**What the task asks**. Look for "CohortSnapshot" in each line of the entries, and return the matching lines.

Collected data:
↓
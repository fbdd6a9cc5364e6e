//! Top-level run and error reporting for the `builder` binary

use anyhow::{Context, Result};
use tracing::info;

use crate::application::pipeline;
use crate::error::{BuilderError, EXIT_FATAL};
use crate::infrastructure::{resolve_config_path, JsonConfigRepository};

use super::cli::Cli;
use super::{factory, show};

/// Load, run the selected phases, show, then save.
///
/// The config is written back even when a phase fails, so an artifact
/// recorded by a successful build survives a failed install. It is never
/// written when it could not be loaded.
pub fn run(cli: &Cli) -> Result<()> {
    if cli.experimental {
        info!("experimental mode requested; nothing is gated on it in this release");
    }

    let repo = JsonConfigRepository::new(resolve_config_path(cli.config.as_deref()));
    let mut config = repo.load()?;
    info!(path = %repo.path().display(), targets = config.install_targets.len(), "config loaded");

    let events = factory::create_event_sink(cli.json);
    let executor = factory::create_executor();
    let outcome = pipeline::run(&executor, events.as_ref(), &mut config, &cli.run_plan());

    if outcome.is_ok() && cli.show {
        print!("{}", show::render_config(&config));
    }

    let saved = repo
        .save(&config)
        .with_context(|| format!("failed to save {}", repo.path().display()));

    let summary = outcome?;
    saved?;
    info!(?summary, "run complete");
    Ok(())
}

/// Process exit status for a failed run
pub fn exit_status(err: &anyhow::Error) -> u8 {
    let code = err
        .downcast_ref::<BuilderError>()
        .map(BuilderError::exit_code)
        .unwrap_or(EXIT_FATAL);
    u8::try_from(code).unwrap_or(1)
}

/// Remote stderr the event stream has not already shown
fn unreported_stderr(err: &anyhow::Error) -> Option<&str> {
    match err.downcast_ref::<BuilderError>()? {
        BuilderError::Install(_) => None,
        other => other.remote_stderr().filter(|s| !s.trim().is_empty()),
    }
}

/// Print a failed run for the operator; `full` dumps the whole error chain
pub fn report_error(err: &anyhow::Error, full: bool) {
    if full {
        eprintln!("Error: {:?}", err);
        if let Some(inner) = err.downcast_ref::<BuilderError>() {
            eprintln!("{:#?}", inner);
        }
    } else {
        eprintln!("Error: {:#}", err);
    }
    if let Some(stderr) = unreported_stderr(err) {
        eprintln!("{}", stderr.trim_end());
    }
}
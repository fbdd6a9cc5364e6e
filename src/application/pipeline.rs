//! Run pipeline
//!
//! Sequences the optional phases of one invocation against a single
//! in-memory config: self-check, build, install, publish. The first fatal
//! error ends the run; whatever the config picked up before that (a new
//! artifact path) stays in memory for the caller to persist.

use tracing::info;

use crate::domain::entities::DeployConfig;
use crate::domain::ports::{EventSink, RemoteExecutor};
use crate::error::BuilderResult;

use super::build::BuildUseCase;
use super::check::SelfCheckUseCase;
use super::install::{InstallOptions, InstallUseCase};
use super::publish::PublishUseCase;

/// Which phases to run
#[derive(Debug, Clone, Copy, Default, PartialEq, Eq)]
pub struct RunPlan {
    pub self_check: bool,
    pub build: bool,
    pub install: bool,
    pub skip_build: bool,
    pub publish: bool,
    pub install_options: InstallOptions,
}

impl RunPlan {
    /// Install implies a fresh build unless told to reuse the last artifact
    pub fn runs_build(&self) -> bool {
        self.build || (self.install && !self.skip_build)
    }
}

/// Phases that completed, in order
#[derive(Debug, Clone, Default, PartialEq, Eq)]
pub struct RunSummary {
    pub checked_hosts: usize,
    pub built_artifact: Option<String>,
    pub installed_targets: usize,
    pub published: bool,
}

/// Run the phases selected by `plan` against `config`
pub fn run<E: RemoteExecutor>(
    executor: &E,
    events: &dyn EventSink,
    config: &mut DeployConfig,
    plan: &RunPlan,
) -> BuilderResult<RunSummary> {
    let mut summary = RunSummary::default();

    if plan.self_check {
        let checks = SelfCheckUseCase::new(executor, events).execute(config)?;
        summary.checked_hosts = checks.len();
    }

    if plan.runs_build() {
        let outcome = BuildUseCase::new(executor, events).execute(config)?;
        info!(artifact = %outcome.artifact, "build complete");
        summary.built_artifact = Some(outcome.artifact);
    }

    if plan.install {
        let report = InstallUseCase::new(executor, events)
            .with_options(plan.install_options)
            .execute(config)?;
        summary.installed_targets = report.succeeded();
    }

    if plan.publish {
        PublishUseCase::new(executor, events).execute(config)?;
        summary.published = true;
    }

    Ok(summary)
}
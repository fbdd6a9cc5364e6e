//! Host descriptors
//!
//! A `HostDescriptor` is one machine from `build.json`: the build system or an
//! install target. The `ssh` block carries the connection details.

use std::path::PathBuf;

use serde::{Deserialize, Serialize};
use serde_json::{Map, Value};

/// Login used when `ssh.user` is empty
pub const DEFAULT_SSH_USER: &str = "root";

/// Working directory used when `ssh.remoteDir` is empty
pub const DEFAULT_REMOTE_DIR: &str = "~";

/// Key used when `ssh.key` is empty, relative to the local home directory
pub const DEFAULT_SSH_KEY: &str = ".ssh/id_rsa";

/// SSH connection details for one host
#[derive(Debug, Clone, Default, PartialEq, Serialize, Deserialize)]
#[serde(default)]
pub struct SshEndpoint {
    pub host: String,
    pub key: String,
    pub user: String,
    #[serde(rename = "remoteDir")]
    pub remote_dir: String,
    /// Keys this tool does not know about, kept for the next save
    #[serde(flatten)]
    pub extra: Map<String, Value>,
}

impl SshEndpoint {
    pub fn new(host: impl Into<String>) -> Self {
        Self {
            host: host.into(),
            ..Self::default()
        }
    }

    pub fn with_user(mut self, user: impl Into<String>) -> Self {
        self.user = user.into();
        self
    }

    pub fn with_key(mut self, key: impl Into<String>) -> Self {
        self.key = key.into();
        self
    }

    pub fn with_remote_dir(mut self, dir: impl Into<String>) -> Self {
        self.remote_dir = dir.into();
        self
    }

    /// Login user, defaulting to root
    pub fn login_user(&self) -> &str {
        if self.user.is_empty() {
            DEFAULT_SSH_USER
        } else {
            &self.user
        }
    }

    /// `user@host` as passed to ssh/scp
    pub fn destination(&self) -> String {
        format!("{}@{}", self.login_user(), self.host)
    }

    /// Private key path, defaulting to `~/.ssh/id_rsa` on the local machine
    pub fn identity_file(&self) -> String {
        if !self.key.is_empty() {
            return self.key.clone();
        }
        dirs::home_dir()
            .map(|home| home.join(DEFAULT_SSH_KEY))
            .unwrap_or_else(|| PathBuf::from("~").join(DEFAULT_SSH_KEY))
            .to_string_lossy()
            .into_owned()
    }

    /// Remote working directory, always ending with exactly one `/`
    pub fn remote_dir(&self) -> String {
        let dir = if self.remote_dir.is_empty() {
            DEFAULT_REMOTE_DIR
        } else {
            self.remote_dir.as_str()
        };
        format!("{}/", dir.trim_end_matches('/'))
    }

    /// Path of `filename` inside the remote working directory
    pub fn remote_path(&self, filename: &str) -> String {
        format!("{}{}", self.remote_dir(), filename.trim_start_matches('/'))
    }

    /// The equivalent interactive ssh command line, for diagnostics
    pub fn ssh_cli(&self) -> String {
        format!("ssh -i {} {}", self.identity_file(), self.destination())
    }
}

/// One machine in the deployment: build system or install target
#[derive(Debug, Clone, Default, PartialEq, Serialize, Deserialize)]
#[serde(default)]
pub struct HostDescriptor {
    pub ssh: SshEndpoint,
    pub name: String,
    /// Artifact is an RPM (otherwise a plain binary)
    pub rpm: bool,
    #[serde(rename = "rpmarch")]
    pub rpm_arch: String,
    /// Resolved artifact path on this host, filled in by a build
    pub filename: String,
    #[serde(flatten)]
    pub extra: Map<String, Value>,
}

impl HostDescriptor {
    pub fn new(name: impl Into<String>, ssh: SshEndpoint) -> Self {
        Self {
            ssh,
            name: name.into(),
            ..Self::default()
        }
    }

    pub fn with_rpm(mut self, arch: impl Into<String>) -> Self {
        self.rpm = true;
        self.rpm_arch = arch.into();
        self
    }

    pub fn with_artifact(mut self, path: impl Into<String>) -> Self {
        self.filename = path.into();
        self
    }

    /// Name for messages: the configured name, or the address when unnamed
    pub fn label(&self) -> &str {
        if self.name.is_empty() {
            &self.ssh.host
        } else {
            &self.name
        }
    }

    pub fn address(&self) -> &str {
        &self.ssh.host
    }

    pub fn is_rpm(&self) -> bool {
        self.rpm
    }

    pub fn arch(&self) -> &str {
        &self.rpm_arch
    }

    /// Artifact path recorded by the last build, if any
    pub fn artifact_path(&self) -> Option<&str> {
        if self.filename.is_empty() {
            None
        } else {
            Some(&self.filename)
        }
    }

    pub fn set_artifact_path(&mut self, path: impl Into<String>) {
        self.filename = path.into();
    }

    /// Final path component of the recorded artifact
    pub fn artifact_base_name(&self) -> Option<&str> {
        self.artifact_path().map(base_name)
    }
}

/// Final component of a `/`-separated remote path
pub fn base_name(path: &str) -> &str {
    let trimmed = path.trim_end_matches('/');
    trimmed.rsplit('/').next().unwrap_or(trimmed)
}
↑
↓
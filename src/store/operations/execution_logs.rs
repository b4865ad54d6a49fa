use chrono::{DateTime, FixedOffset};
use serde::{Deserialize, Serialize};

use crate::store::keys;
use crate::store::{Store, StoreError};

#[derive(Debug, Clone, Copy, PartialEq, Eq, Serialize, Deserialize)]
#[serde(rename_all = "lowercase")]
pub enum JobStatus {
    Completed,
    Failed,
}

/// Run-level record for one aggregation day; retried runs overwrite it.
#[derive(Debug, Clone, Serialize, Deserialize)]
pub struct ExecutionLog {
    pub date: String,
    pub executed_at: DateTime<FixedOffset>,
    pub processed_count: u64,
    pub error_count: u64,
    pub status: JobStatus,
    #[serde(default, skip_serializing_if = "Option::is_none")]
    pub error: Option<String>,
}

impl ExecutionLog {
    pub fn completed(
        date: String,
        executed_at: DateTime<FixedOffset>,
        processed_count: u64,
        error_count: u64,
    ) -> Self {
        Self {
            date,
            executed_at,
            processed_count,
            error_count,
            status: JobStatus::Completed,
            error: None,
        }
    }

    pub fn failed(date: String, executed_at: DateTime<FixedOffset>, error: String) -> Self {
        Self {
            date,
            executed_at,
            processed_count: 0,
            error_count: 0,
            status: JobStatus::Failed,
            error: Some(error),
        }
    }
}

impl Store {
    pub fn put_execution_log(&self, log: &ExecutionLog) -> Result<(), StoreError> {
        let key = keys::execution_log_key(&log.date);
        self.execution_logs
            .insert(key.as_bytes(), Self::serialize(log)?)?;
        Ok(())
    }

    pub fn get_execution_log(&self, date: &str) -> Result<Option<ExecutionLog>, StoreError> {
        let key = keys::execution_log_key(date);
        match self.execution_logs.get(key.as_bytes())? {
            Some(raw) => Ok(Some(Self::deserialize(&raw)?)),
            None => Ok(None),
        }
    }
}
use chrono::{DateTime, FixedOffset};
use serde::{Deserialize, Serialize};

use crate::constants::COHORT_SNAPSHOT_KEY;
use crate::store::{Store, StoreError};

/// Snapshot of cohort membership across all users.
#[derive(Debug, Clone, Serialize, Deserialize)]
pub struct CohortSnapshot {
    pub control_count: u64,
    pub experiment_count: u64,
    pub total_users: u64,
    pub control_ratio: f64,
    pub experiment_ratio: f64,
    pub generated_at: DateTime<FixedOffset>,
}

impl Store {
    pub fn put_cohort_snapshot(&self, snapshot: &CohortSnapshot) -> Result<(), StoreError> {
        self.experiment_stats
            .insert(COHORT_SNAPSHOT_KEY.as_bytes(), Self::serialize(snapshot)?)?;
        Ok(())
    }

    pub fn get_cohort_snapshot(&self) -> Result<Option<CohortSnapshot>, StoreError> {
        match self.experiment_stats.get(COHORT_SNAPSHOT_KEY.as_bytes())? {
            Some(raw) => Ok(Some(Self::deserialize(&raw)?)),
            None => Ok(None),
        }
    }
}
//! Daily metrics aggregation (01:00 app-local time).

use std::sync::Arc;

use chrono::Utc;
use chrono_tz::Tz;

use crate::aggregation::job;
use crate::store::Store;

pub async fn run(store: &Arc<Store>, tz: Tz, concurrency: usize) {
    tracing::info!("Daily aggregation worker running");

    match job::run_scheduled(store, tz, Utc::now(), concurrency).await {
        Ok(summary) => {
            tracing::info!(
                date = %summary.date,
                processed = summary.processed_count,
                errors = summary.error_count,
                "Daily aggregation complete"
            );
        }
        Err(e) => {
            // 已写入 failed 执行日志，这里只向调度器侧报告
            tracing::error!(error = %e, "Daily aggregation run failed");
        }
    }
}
↑
**Answer area**.
pub struct CohortSnapshot {
    pub fn put_cohort_snapshot(&self, snapshot: &CohortSnapshot) -> Result<(), StoreError> {
    pub fn get_cohort_snapshot(&self) -> Result<Option<CohortSnapshot>, StoreError> {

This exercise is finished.